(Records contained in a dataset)

*** Block opens ***

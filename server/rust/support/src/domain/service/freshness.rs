use chrono::{DateTime, Duration, Utc};

/// リモートチェック結果を再利用できる既定の期間（24 時間）。
pub const DEFAULT_FRESHNESS_WINDOW_SECS: i64 = 86_400;

/// 最終チェック時刻から window 未満しか経過していなければ true を返す。
/// 一度もチェックしていない場合は常に false。
pub fn is_fresh(now: DateTime<Utc>, last_check: Option<DateTime<Utc>>, window: Duration) -> bool {
    match last_check {
        Some(checked_at) => now.signed_duration_since(checked_at) < window,
        None => false,
    }
}

#[cfg(test)]
mod tests {
    use super::*;

    fn window() -> Duration {
        Duration::seconds(DEFAULT_FRESHNESS_WINDOW_SECS)
    }

    #[test]
    fn test_never_checked_is_stale() {
        assert!(!is_fresh(Utc::now(), None, window()));
    }

    #[test]
    fn test_within_window_is_fresh() {
        let now = Utc::now();
        assert!(is_fresh(now, Some(now - Duration::hours(23)), window()));
    }

    #[test]
    fn test_exact_window_boundary_is_stale() {
        let now = Utc::now();
        assert!(!is_fresh(now, Some(now - window()), window()));
    }

    #[test]
    fn test_past_window_is_stale() {
        let now = Utc::now();
        assert!(!is_fresh(now, Some(now - Duration::hours(25)), window()));
    }
}
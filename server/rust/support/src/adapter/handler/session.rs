use axum_extra::extract::cookie::{Cookie, CookieJar, SameSite};

use crate::infrastructure::config::SessionConfig;

/// リクエストの Cookie からセッション ID を取り出す。
pub fn session_id(jar: &CookieJar, config: &SessionConfig) -> Option<String> {
    jar.get(&config.cookie_name)
        .map(|cookie| cookie.value().to_string())
        .filter(|id| !id.is_empty())
}

pub fn session_cookie(config: &SessionConfig, id: String) -> Cookie<'static> {
    Cookie::build((config.cookie_name.clone(), id))
        .path("/")
        .http_only(true)
        .same_site(SameSite::Lax)
        .secure(config.cookie_secure)
        .build()
}

/// 削除用の Cookie。path を発行時と揃える必要がある。
pub fn removal_cookie(config: &SessionConfig) -> Cookie<'static> {
    Cookie::build(config.cookie_name.clone()).path("/").build()
}

#[cfg(test)]
mod tests {
    use super::*;

    #[test]
    fn test_session_id_from_cookie() {
        let config = SessionConfig::default();
        let jar = CookieJar::new().add(Cookie::new("support_session", "abc"));
        assert_eq!(session_id(&jar, &config).as_deref(), Some("abc"));

        let jar = CookieJar::new().add(Cookie::new("other", "abc"));
        assert!(session_id(&jar, &config).is_none());
    }

    #[test]
    fn test_session_cookie_attributes() {
        let config = SessionConfig {
            cookie_name: "sid".to_string(),
            cookie_secure: true,
        };
        let cookie = session_cookie(&config, "abc".to_string());
        assert_eq!(cookie.name(), "sid");
        assert_eq!(cookie.path(), Some("/"));
        assert_eq!(cookie.http_only(), Some(true));
        assert_eq!(cookie.same_site(), Some(SameSite::Lax));
        assert_eq!(cookie.secure(), Some(true));
    }
}
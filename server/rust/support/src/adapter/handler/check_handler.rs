use axum::extract::State;
use axum::http::StatusCode;
use axum::response::IntoResponse;

use super::{AppState, PrettyJson};
use crate::usecase::{LatestVersion, LatestVersionBody};

/// GET /support/check
///
/// リモートの失敗はエラーにせず pass=false (400) として返す。
pub async fn check_support(State(state): State<AppState>) -> impl IntoResponse {
    let result = state.check_support_uc.execute().await;
    let status = if result.pass {
        StatusCode::OK
    } else {
        StatusCode::BAD_REQUEST
    };
    (status, PrettyJson(result))
}

/// GET /support/check/version
pub async fn check_version(State(state): State<AppState>) -> impl IntoResponse {
    let latest = state.check_latest_version_uc.execute().await;
    let status = match latest {
        LatestVersion::Known(_) => StatusCode::OK,
        LatestVersion::Unavailable => StatusCode::BAD_REQUEST,
    };
    (status, PrettyJson(LatestVersionBody::from(&latest)))
}
pub mod enterprise_release;
pub mod freshness;
pub mod ticket_translator;
pub mod version_fold;

pub use enterprise_release::{enterprise_release, enterprise_repo_url};
pub use freshness::is_fresh;
pub use ticket_translator::translate_ticket;
pub use version_fold::{fold_release_tags, fold_step};
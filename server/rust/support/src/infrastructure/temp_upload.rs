//! アップロードファイルの一時配置。
//!
//! サーバーが書き出したファイルは StagedUpload がスコープを抜けると必ず削除される。
//! 名前で解決した既存ファイルは claim されるまで削除対象にならない。

use std::path::{Component, Path, PathBuf};

use tracing::warn;

/// StagedUpload は一時ディレクトリに置かれたアップロード対象ファイル。
#[derive(Debug)]
pub struct StagedUpload {
    name: String,
    path: PathBuf,
    owned: bool,
}

impl StagedUpload {
    fn new(name: String, path: PathBuf, owned: bool) -> Self {
        Self { name, path, owned }
    }

    /// 以降は Drop でファイルを削除する。認証済みの呼び出し元だけが呼ぶ。
    pub fn claim(&mut self) {
        self.owned = true;
    }

    /// コメント本文とアップロード名に使うファイル名。
    pub fn name(&self) -> &str {
        &self.name
    }

    pub fn path(&self) -> &Path {
        &self.path
    }
}

impl Drop for StagedUpload {
    fn drop(&mut self) {
        if !self.owned {
            return;
        }
        if let Err(e) = std::fs::remove_file(&self.path) {
            if e.kind() != std::io::ErrorKind::NotFound {
                warn!(path = %self.path.display(), error = %e, "failed to remove staged upload");
            }
        }
    }
}

/// TempUploadResolver は一時ディレクトリ内のファイル名を解決し、StagedUpload を作る。
#[derive(Debug, Clone)]
pub struct TempUploadResolver {
    dir: PathBuf,
}

impl TempUploadResolver {
    pub fn new(dir: impl Into<PathBuf>) -> Self {
        Self { dir: dir.into() }
    }

    /// 事前に一時ディレクトリへ配置済みのファイルを名前で解決する。
    /// ディレクトリ外を指す名前や存在しないファイルは None。
    /// 返す StagedUpload は claim するまでファイルを削除しない。
    pub fn resolve(&self, name: &str) -> Option<StagedUpload> {
        let name = sanitize_name(name)?;
        let path = self.dir.join(&name);
        if !path.is_file() {
            return None;
        }
        Some(StagedUpload::new(name, path, false))
    }

    /// アップロードされた内容を一時ディレクトリへ書き出す。
    pub async fn stage(&self, file_name: &str, contents: &[u8]) -> std::io::Result<StagedUpload> {
        let name = sanitize_name(file_name).ok_or_else(|| {
            std::io::Error::new(std::io::ErrorKind::InvalidInput, "invalid upload file name")
        })?;
        let path = tempfile::Builder::new()
            .prefix("support-upload-")
            .tempfile_in(&self.dir)?
            .into_temp_path()
            .keep()
            .map_err(|e| e.error)?;

        // 書き込みに失敗した場合も staged の Drop でファイルが消える
        let staged = StagedUpload::new(name, path, true);
        tokio::fs::write(staged.path(), contents).await?;
        Ok(staged)
    }
}

/// パス区切りや親ディレクトリ参照を含まない単一のファイル名だけを受け付ける。
fn sanitize_name(name: &str) -> Option<String> {
    let name = name.trim();
    if name.is_empty() {
        return None;
    }
    let mut components = Path::new(name).components();
    match (components.next(), components.next()) {
        (Some(Component::Normal(part)), None) => part.to_str().map(str::to_string),
        _ => None,
    }
}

*** Block closes ***

- **Activity**
Report each line in the data above that holds the word "LatestVersionBody" by copying it.

- **Result of the exercise**
use crate::usecase::{LatestVersion, LatestVersionBody};
    (status, PrettyJson(LatestVersionBody::from(&latest)))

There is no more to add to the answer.